::: Exercise input :::
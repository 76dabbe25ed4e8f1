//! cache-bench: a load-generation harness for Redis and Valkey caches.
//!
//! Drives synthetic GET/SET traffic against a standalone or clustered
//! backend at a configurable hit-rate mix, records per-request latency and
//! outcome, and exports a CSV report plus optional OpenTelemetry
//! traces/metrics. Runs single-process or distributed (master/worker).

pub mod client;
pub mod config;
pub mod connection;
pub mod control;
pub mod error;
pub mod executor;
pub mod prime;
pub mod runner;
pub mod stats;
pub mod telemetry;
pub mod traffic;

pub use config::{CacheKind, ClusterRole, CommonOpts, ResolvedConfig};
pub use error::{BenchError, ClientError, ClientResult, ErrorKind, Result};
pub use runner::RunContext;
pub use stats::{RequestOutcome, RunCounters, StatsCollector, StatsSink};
:::
::: Exercise input :::
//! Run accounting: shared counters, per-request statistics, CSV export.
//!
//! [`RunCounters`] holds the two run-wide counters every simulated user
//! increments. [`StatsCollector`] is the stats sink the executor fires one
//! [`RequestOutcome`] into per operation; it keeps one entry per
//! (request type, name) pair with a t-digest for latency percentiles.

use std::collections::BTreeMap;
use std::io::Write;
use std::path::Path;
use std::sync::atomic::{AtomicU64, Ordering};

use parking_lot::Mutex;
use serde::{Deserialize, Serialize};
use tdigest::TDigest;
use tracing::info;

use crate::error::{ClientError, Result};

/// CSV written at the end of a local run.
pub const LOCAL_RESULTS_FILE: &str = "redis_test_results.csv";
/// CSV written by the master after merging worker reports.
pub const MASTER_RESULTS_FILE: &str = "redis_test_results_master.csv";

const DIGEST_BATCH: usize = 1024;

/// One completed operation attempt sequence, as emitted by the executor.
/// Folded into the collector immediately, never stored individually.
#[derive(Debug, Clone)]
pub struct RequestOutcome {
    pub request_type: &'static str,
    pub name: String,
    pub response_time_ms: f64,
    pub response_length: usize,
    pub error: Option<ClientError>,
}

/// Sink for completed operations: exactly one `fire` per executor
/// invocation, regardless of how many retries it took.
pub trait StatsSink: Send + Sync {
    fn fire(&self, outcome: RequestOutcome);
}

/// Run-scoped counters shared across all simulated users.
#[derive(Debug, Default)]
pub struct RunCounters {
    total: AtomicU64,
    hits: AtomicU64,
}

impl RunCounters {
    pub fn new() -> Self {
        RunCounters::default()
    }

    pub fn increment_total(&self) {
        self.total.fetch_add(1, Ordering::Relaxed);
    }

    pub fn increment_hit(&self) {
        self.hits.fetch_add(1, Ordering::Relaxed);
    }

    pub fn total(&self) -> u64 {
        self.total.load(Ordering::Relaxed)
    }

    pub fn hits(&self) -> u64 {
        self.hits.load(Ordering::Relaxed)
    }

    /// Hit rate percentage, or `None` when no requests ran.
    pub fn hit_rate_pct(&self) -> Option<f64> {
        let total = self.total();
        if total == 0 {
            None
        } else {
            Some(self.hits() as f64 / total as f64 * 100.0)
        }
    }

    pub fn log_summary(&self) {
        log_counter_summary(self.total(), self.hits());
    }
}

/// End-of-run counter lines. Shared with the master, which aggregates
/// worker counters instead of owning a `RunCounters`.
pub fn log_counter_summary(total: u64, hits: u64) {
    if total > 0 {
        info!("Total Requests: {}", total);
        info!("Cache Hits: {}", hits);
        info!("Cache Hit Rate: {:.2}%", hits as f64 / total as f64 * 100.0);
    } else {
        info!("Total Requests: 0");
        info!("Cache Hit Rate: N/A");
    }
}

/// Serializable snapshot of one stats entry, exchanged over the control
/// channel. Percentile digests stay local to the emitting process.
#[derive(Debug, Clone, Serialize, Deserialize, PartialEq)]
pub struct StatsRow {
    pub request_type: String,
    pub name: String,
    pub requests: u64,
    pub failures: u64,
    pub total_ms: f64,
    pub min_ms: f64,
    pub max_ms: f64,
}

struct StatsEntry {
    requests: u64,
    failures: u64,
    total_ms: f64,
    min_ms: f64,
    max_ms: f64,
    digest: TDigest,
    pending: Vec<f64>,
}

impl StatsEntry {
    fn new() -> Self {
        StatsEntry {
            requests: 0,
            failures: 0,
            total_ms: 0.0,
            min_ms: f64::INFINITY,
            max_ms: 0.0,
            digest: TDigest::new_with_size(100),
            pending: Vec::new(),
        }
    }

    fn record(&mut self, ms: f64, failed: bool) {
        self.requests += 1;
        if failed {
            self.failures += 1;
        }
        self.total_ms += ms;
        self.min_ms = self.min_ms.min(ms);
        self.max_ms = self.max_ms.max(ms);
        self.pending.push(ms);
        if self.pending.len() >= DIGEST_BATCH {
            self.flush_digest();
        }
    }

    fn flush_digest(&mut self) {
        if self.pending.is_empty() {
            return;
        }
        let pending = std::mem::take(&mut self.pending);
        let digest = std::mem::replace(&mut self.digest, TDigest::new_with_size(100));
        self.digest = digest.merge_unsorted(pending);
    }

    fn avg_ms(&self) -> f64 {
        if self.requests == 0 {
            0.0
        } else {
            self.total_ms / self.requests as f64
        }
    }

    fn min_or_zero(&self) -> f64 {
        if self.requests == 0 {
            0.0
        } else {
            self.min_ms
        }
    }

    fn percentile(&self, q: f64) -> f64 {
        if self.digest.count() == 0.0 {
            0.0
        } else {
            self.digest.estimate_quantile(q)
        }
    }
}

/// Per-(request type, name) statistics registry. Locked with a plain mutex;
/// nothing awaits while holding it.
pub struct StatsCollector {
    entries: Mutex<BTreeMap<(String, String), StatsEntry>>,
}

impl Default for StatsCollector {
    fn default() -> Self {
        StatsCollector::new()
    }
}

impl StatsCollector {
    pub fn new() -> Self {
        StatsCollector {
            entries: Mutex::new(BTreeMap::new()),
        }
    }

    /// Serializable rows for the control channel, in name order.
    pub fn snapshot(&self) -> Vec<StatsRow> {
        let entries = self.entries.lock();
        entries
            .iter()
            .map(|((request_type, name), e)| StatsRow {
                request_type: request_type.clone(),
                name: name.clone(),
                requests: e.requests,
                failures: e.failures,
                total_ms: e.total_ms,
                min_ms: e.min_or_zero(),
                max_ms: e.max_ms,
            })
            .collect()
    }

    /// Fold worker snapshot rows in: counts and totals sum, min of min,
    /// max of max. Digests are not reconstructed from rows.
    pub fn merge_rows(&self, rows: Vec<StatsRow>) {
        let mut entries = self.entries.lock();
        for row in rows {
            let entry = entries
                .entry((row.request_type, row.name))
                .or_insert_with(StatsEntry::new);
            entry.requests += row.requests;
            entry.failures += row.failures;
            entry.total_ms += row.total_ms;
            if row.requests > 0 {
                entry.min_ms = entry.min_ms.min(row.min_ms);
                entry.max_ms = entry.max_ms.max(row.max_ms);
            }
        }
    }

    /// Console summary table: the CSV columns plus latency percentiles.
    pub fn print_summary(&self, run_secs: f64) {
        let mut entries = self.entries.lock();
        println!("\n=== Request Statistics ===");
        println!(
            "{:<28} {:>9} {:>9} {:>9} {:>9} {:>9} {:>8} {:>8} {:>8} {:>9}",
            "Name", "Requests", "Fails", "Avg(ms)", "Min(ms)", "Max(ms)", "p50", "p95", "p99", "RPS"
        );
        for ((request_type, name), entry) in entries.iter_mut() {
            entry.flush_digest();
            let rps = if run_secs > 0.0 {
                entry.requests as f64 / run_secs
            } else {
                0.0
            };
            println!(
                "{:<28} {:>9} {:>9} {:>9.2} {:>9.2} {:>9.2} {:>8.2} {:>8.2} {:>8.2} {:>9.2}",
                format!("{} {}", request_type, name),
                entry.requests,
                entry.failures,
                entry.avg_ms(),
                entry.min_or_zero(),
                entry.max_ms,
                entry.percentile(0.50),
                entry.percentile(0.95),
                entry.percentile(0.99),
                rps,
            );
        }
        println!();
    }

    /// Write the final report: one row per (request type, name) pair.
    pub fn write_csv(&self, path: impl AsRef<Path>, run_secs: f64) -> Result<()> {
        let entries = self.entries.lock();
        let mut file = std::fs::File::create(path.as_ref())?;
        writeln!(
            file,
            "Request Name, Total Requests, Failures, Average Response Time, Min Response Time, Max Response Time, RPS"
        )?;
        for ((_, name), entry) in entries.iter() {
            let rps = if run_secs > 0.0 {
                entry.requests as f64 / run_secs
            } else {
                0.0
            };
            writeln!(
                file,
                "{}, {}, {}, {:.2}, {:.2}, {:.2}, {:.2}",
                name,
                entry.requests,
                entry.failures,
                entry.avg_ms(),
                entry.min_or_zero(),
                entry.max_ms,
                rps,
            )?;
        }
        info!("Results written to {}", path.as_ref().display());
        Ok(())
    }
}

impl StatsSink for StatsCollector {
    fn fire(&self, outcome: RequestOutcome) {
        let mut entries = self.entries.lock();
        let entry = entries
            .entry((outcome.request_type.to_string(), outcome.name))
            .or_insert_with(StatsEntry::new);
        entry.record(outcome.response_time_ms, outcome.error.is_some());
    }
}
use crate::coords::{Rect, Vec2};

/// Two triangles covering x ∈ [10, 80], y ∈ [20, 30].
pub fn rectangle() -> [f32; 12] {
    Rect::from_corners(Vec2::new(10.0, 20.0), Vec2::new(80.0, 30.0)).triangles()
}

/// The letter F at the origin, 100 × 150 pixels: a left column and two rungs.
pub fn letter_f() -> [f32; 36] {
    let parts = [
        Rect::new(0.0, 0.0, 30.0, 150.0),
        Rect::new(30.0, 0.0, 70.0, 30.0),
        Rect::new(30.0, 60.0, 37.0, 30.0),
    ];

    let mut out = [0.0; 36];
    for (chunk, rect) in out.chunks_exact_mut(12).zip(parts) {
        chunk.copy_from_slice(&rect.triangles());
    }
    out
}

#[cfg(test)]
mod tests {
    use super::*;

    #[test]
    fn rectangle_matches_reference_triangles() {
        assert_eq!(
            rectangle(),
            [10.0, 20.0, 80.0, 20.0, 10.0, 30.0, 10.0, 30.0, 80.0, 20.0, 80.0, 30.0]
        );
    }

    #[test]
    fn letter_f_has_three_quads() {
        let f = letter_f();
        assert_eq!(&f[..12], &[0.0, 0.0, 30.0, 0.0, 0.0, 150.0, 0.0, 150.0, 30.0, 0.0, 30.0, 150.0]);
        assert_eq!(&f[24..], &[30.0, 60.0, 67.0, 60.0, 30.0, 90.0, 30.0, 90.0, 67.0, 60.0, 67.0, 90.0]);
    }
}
:::
_Exercise directions:_ Could you restate word for word the lines above, from the one that contains "Some(self.hits() as f64" through the one that contains "if total > 0", and no others?

_Finished exercise:_
            Some(self.hits() as f64 / total as f64 * 100.0)
        }
    }

    pub fn log_summary(&self) {
        log_counter_summary(self.total(), self.hits());
    }
}

/// End-of-run counter lines. Shared with the master, which aggregates
/// worker counters instead of owning a `RunCounters`.
pub fn log_counter_summary(total: u64, hits: u64) {
    if total > 0 {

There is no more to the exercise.